Information, our personal and especially our financial information, is an asset class and if we choose to, we should be able to monetize it.
Together with my FutureVault colleagues, we’re pioneering the advent of digital Personal Life Management. Within five years, everyone will have a Personal Life Management digital vault; storing and managing their personal, legal, and financial documentation on a day-to-day basis. Our vision is that the documents that form part of these digital vaults will be stored on the blockchain as well as on certain cloud storage platforms. Documents of permanence belong on the blockchain for authenticity and longevity purposes. Our modern platform is leading edge and abundantly rich in functionality such as our patented “permissioning” capability which allows vault owners to “permission-in” Trusted Advisors
(accountants, life insurance agents, doctors, etc.) to optimize their value to the vault owner. In due course, it will become clear that this new mode of interaction represents a massive paradigm shift in the way in which the world will do business.
The plans are to buttress FutureVault’s powerful B2B2C white label offering with a B2C offering initially focused on Gen Zs and Millennials, enabling them to do something that’s never been done before: monetize their personal information.
Remember, with Facebook, we, the users, are the product. And yet, we, the users, do not share in the revenue Facebook generates from advertising sales related to ads displayed to us or to our Friends. To be fair, Facebook users receive a value proposition: in exchange for being able to chronicle one’s life via photos and videos of friends, family, and life events, users are giving Facebook the “permission” and “consent” to deliver them targeted adverts. Fair enough, that’s a win-win value proposition. But what if this value proposition could be enhanced even further?
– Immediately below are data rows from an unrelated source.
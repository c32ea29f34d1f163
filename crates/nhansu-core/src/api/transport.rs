//! Wire-level HTTP exchange.
//!
//! A [`Transport`] performs exactly one request/response exchange and never
//! looks at the status code. Authorization handling lives one layer up in
//! the dispatcher, which is why the credential exchanges (login, refresh)
//! talk to the transport directly.

use std::time::Duration;

use async_trait::async_trait;
use reqwest::{header, Client, Method, StatusCode};
use serde::{de::DeserializeOwned, Serialize};
use tracing::debug;

use super::TransportError;

/// HTTP request timeout in seconds.
/// 30s allows for slow API responses while failing fast enough for good UX.
pub const DEFAULT_TIMEOUT_SECS: u64 = 30;

/// One logical call: method, target, headers, body, and the retry marker.
///
/// The marker can only be read from outside the dispatcher; it flips to
/// `true` at most once per logical call.
#[derive(Debug, Clone)]
pub struct RequestEnvelope {
    pub method: Method,
    pub path: String,
    pub headers: header::HeaderMap,
    pub body: Option<serde_json::Value>,
    retried: bool,
}

impl RequestEnvelope {
    pub fn new(method: Method, path: impl Into<String>) -> Self {
        Self {
            method,
            path: path.into(),
            headers: header::HeaderMap::new(),
            body: None,
            retried: false,
        }
    }

    pub fn get(path: impl Into<String>) -> Self {
        Self::new(Method::GET, path)
    }

    pub fn post(path: impl Into<String>) -> Self {
        Self::new(Method::POST, path)
    }

    pub fn put(path: impl Into<String>) -> Self {
        Self::new(Method::PUT, path)
    }

    pub fn delete(path: impl Into<String>) -> Self {
        Self::new(Method::DELETE, path)
    }

    /// Attach a JSON body.
    pub fn json<B: Serialize + ?Sized>(mut self, body: &B) -> serde_json::Result<Self> {
        self.body = Some(serde_json::to_value(body)?);
        Ok(self)
    }

    /// Attach an already-built JSON body.
    pub fn with_body(mut self, body: serde_json::Value) -> Self {
        self.body = Some(body);
        self
    }

    pub fn is_retried(&self) -> bool {
        self.retried
    }

    pub(crate) fn mark_retried(&mut self) {
        self.retried = true;
    }

    /// The bearer token currently attached, if any.
    pub fn bearer_token(&self) -> Option<&str> {
        self.headers
            .get(header::AUTHORIZATION)
            .and_then(|value| value.to_str().ok())
            .and_then(|value| value.strip_prefix("Bearer "))
    }

    /// Replace the authorization header. `None` removes it.
    pub(crate) fn set_bearer(&mut self, token: Option<&str>) {
        self.headers.remove(header::AUTHORIZATION);
        let Some(token) = token else {
            return;
        };
        match header::HeaderValue::from_str(&format!("Bearer {}", token)) {
            Ok(mut value) => {
                value.set_sensitive(true);
                self.headers.insert(header::AUTHORIZATION, value);
            }
            // A token with control characters can't be sent; the server
            // will answer as for an unauthenticated call.
            Err(_) => debug!(path = %self.path, "Access token is not a valid header value"),
        }
    }
}

/// A fully buffered HTTP response.
#[derive(Debug, Clone)]
pub struct HttpResponse {
    status: StatusCode,
    headers: header::HeaderMap,
    body: Vec<u8>,
}

impl HttpResponse {
    pub fn new(status: StatusCode, body: impl Into<Vec<u8>>) -> Self {
        Self {
            status,
            headers: header::HeaderMap::new(),
            body: body.into(),
        }
    }

    pub fn with_headers(mut self, headers: header::HeaderMap) -> Self {
        self.headers = headers;
        self
    }

    pub fn status(&self) -> StatusCode {
        self.status
    }

    pub fn headers(&self) -> &header::HeaderMap {
        &self.headers
    }

    pub fn body(&self) -> &[u8] {
        &self.body
    }

    pub fn text(&self) -> String {
        String::from_utf8_lossy(&self.body).into_owned()
    }

    pub fn json<T: DeserializeOwned>(&self) -> serde_json::Result<T> {
        serde_json::from_slice(&self.body)
    }
}

#[async_trait]
pub trait Transport: Send + Sync {
    async fn execute(&self, request: &RequestEnvelope) -> Result<HttpResponse, TransportError>;
}

/// [`Transport`] backed by a pooled reqwest client.
/// Clone is cheap - reqwest::Client uses Arc internally for connection pooling.
#[derive(Clone)]
pub struct ReqwestTransport {
    client: Client,
    base_url: String,
}

impl ReqwestTransport {
    pub fn new(base_url: impl Into<String>) -> Result<Self, TransportError> {
        Self::with_timeout(base_url, Duration::from_secs(DEFAULT_TIMEOUT_SECS))
    }

    pub fn with_timeout(base_url: impl Into<String>, timeout: Duration) -> Result<Self, TransportError> {
        let client = Client::builder().timeout(timeout).build()?;
        Ok(Self {
            client,
            base_url: base_url.into().trim_end_matches('/').to_string(),
        })
    }

    pub fn base_url(&self) -> &str {
        &self.base_url
    }

    fn url(&self, path: &str) -> String {
        if path.starts_with('/') {
            format!("{}{}", self.base_url, path)
        } else {
            format!("{}/{}", self.base_url, path)
        }
    }
}

#[async_trait]
impl Transport for ReqwestTransport {
    async fn execute(&self, request: &RequestEnvelope) -> Result<HttpResponse, TransportError> {
        let url = self.url(&request.path);
        debug!(method = %request.method, url = %url, "Sending request");

        let mut builder = self
            .client
            .request(request.method.clone(), &url)
            .headers(request.headers.clone())
            .header(header::ACCEPT, "application/json");
        if let Some(ref body) = request.body {
            builder = builder.json(body);
        }

        let response = builder.send().await?;
        let status = response.status();
        let headers = response.headers().clone();
        let body = response.bytes().await?;

        debug!(url = %url, status = status.as_u16(), bytes = body.len(), "Response received");
        Ok(HttpResponse::new(status, body.to_vec()).with_headers(headers))
    }
}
“Freemium” will soon not be enough to win over the consumer. I contend that some portion of an advertiser’s customer acquisition cost will be transferred (shared) by the medium (Facebook, FutureVault’s B2C Personal Life Management offering) with the consumer. It will impact almost all
consumer goods industries. In the case of FutureVault’s B2C Personal Life Management digital vaults, I believe that “free” for consumers falls short. FutureVault plans to go beyond “Freemium” by pioneering a world in which Personal Life Management digital vault users will be paid to open a vault (in crypto tokens) and earn more tokens every time they deposit a document, continuing to earn more tokens if they elect to share key information about their financial services products (examples: car insurance, life insurance) with the platform and ultimately with product and service providers.
Our strategy marries four themes: a loyalty program, advanced programmatic advertising, a marketplace, and tokenization. In addition to saving consumers time and money, Personal Life Management digital vaults will be utilized and thought of as far more than simply an efficiency tool: they will be globally ubiquitous and be the cornerstone of the future paradigm shift that will change the way the world’s consumers engage with businesses everywhere.